После его смерти меня спрашивали очень часто: неужели даже такой человек, как Гроссман, не понимал, чем болен, не понимал, что умирает.

И как было объяснить, не огрубляя его образ, что он все понимал, знал и называл своими словами.

Сколько раз он повторял строчки:

 
Тяжело умирать:
Хорошо умереть, —
 

написанные умирающим Некрасовым.

Но человек таких мощных связей с жизнью не может жить без надежд на жизнь.

Искры надежды так видны были в минуты, когда он принимал новое лекарство, которым в этом корпусе, как я понимала, лечили безнадежных больных.

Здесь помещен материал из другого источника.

//! Forsyth–Edwards notation for [`GameState`].
//!
//! The move counters follow this crate's conventions rather than the usual ones: the
//! fullmove field is always `plies / 2`, and the halfmove field depends on the
//! state's [`ClockPolicy`].

use std::fmt;
use std::str::FromStr;

use crate::board::Board;
use crate::castle_rights::CastleRights;
use crate::color::Color;
use crate::error::FenError;
use crate::game_state::{ClockPolicy, GameState};
use crate::piece_kind::PieceKind;
use crate::square::Square;

/// Notation of the standard starting position as this crate emits it.
pub const STARTING_FEN: &str = "rnbqkbnr/pppppppp/8/8/8/8/PPPPPPPP/RNBQKBNR w KQkq - 0 0";

impl GameState {
    /// The six-field notation of the current position.
    pub fn to_fen(&self) -> String {
        self.to_string()
    }

    /// Parse a position, seeding the move counters according to `clock`.
    ///
    /// Under [`ClockPolicy::PlyCount`] the halfmove field is the ply counter. Under
    /// [`ClockPolicy::Conventional`] it is the fifty-move clock, and the ply counter is
    /// recovered from the fullmove field and the side to move.
    pub fn from_fen(fen: &str, clock: ClockPolicy) -> Result<GameState, FenError> {
        let fields: Vec<&str> = fen.split_whitespace().collect();
        if fields.len() != 6 {
            return Err(FenError::WrongFieldCount {
                found: fields.len(),
            });
        }

        let mut board = parse_placement(fields[0])?;

        let side_to_move = match fields[1] {
            "w" => Color::White,
            "b" => Color::Black,
            other => {
                return Err(FenError::InvalidColor {
                    found: other.to_string(),
                });
            }
        };

        let castling = CastleRights::from_fen(fields[2])?;

        let en_passant = match fields[3] {
            "-" => None,
            field => Some(Square::from_algebraic(field).ok_or_else(|| {
                FenError::InvalidEnPassant {
                    found: field.to_string(),
                }
            })?),
        };

        let halfmove = parse_counter(fields[4], "halfmove clock")?;
        let fullmove = parse_counter(fields[5], "fullmove number")?;
        let plies = match clock {
            ClockPolicy::PlyCount => halfmove,
            ClockPolicy::Conventional => fullmove
                .saturating_mul(2)
                .saturating_add(u32::from(side_to_move == Color::Black)),
        };

        board.set_en_passant(en_passant);
        board.validate()?;

        Ok(GameState::from_parts(board, side_to_move, castling, plies, halfmove).with_clock_policy(clock))
    }
}

fn parse_placement(placement: &str) -> Result<Board, FenError> {
    let ranks: Vec<&str> = placement.split('/').collect();
    if ranks.len() != 8 {
        return Err(FenError::WrongRankCount { found: ranks.len() });
    }

    let mut board = Board::empty();
    for (rank_index, rank_str) in ranks.iter().enumerate() {
        // FEN lists rank 8 first.
        let rank = 7 - rank_index as u8;
        let mut file: u8 = 0;

        for c in rank_str.chars() {
            if let Some(digit) = c.to_digit(10) {
                if !(1..=8).contains(&digit) {
                    return Err(FenError::InvalidPieceChar { character: c });
                }
                file += digit as u8;
                if file > 8 {
                    return Err(FenError::BadRankLength {
                        rank_index,
                        length: file as usize,
                    });
                }
                continue;
            }

            let kind = PieceKind::from_symbol(c).ok_or(FenError::InvalidPieceChar { character: c })?;
            let color = if c.is_ascii_uppercase() {
                Color::White
            } else {
                Color::Black
            };
            let sq = Square::new(file, rank).ok_or(FenError::BadRankLength {
                rank_index,
                length: file as usize + 1,
            })?;
            board.place(sq, kind, color);
            file += 1;
        }

        if file != 8 {
            return Err(FenError::BadRankLength {
                rank_index,
                length: file as usize,
            });
        }
    }
    Ok(board)
}

fn parse_counter(field: &str, name: &'static str) -> Result<u32, FenError> {
    field.parse().map_err(|_| FenError::InvalidMoveCounter {
        field: name,
        found: field.to_string(),
    })
}

impl FromStr for GameState {
    type Err = FenError;

    fn from_str(fen: &str) -> Result<GameState, FenError> {
        GameState::from_fen(fen, ClockPolicy::default())
    }
}

impl fmt::Display for GameState {
    fn fmt(&self, f: &mut fmt::Formatter<'_>) -> fmt::Result {
        let board = self.board();

        // Piece placement
        for rank in (0u8..8).rev() {
            let mut empty_count = 0u8;
            for file in 0u8..8 {
                match Square::new(file, rank).and_then(|sq| board.piece_at(sq)) {
                    Some(piece) => {
                        if empty_count > 0 {
                            write!(f, "{empty_count}")?;
                            empty_count = 0;
                        }
                        write!(f, "{}", piece.symbol())?;
                    }
                    None => empty_count += 1,
                }
            }
            if empty_count > 0 {
                write!(f, "{empty_count}")?;
            }
            if rank > 0 {
                write!(f, "/")?;
            }
        }

        write!(f, " {}", self.side_to_move())?;
        write!(f, " {}", self.castling())?;
        match self.en_passant_target() {
            Some(sq) => write!(f, " {sq}")?,
            None => write!(f, " -")?,
        }
        write!(f, " {} {}", self.halfmove_clock(), self.fullmove_number())
    }
}

#[cfg(test)]
mod tests {
    use super::STARTING_FEN;
    use crate::error::FenError;
    use crate::game_state::{ClockPolicy, GameState};

    fn roundtrip(fen: &str) {
        let state: GameState = fen.parse().unwrap();
        assert_eq!(state.to_fen(), fen, "FEN roundtrip failed");
    }

    #[test]
    fn starting_position() {
        assert_eq!(GameState::new().to_fen(), STARTING_FEN);
        assert_eq!(STARTING_FEN.parse::<GameState>().unwrap(), GameState::new());
    }

    #[test]
    fn roundtrips() {
        roundtrip("rnbqkbnr/pp1ppppp/8/2p5/4P3/8/PPPP1PPP/RNBQKBNR w KQkq c6 2 1");
        roundtrip("r3k2r/p1ppqpb1/bn2pnp1/3PN3/1p2P3/2N2Q1p/PPPBBPPP/R3K2R w KQkq - 0 0");
        roundtrip("8/2p5/3p4/KP5r/1R3p1k/8/4P1P1/8 w - - 7 3");
    }

    #[test]
    fn fullmove_is_derived_from_plies() {
        let state: GameState = "4k3/8/8/8/8/8/8/4K3 w - - 9 40".parse().unwrap();
        assert_eq!(state.plies(), 9);
        assert_eq!(state.to_fen(), "4k3/8/8/8/8/8/8/4K3 w - - 9 4");
    }

    #[test]
    fn conventional_policy_keeps_both_counters() {
        let fen = "4k3/8/8/8/8/8/8/4K3 b - - 9 40";
        let state = GameState::from_fen(fen, ClockPolicy::Conventional).unwrap();
        assert_eq!(state.plies(), 81);
        assert_eq!(state.to_fen(), fen);
    }

    #[test]
    fn rights_without_pieces_are_dropped() {
        let state: GameState = "4k3/8/8/8/8/8/8/4K3 w KQkq - 0 0".parse().unwrap();
        assert_eq!(format!("{}", state.castling()), "-");
        let partial: GameState = "r3k3/8/8/8/8/8/8/4K2R w KQkq - 0 0".parse().unwrap();
        assert_eq!(format!("{}", partial.castling()), "Kq");
    }

    #[test]
    fn overlong_empty_run_is_an_error() {
        let fen = format!("{}/8/8/8/8/8/8/4K2k w - - 0 0", "8".repeat(40));
        assert!(matches!(
            fen.parse::<GameState>(),
            Err(FenError::BadRankLength { rank_index: 0, .. })
        ));
        assert!(matches!(
            "4k3/8/8/8/8/8/8/4K2R1 w - - 0 0".parse::<GameState>(),
            Err(FenError::BadRankLength { rank_index: 7, length: 9 })
        ));
    }

    #[test]
    fn errors() {
        assert!("e4 e5".parse::<GameState>().is_err());
        assert!("rnbqkbnr/pppppppp/8/8/8/8/PPPPXPPP/RNBQKBNR w KQkq - 0 0".parse::<GameState>().is_err());
        assert!("rnbqkbnr/ppppppp/8/8/8/8/PPPPPPPP/RNBQKBNR w KQkq - 0 0".parse::<GameState>().is_err());
        assert!("rnbqkbnr/pppppppp/8/8/8/8/PPPPPPPP/RNBQKBNR x KQkq - 0 0".parse::<GameState>().is_err());
        assert!("rnbqkbnr/pppppppp/8/8/8/8/PPPPPPPP/RNBQKBNR w XQkq - 0 0".parse::<GameState>().is_err());
        assert!("rnbqkbnr/pppppppp/8/8/8/8/PPPPPPPP/RNBQKBNR w KQkq z9 0 0".parse::<GameState>().is_err());
        assert!("rnbqkbnr/pppppppp/8/8/8/8/PPPPPPPP/RNBQKBNR w KQkq - abc 0".parse::<GameState>().is_err());
        assert!("rnbq1bnr/pppppppp/8/8/8/8/PPPPPPPP/RNBQKBNR w KQkq - 0 0".parse::<GameState>().is_err());
    }
}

Это были большие капсулы из желатина четырехугольной формы. И Василий Семенович прозвал их по-своему – «чемоданчики», в само это слово вкладывая те сложные чувства, которые охватывали его. Количество пилюль увеличивалось ото дня ко дню. И Василий Семенович замечал этот рост. Мне сначала казалось, что, может быть, ему трудно проглотить. Он брал «чемоданчик» в руки, долго смотрел на него, словно хотел оттянуть время, ждал, лежал, думал.

– Я не могу это сделать сразу, это очень тяжело, – говорил он.

Я спросила:

– Трудно глотать?

– Нет, – ответил он, – глотать совсем легко, они сами проскакивают внутрь.

В такие минуты он мучительно думал – надо принимать или нет.

– Это очень не просто, – говорил он, – я не могу сразу, подождите немного, пусть оно полежит рядом.

Но если ему казалось, что пропустили время, он пугался и спрашивал:

– Вы не забыли про чемоданчики?

И когда оказывалось, что не забыли, все начиналось сначала – сомнения, волнения и боль. Он ничего не делал механически, во все вкладывал душу и мысль и ясным своим умом понимал, что «чемоданчики» не принесут чудес. Каждый раз заново решал: проглотить или сбросить с тумбочки прочь. И относился почти как к живому существу – только не знал, доброму или злому.

И с часами тоже было тяжело. Он не снимал их с руки. Смотрел очень часто, а когда становилось хуже и он не находил себе места, без конца поднимал руку и вглядывался в циферблат.

Это было так трагично, что сил не было на это смотреть. Казалось, он смотрит на часы, чтобы узнать, сколько ему осталось жить.

Только в день смерти он снял часы с руки. И отчетливо и резко отделил себя от жизни. Это был единственный день, когда он не спросил, что нового в жизни, что слышно в «Новом мире». Это был единственный день, когда он не проявил никакого интереса к напечатанным вещам. Это был единственный день, когда он не попросил сесть рядом с ним.

И когда я пришла, то услышала ясный, даже какой-то отчетливый его голос:

– Дорогая, идите домой. Зачем вам мучиться…

Он умер в этот день моего «дежурства» 14 сентября 1964 года.

Мои разрозненные старые записи 1964 года, сделанные уже после его смерти, заканчивались словами, которые мне бы очень хотелось привести здесь:

Неужели его забудут, так и не узнав?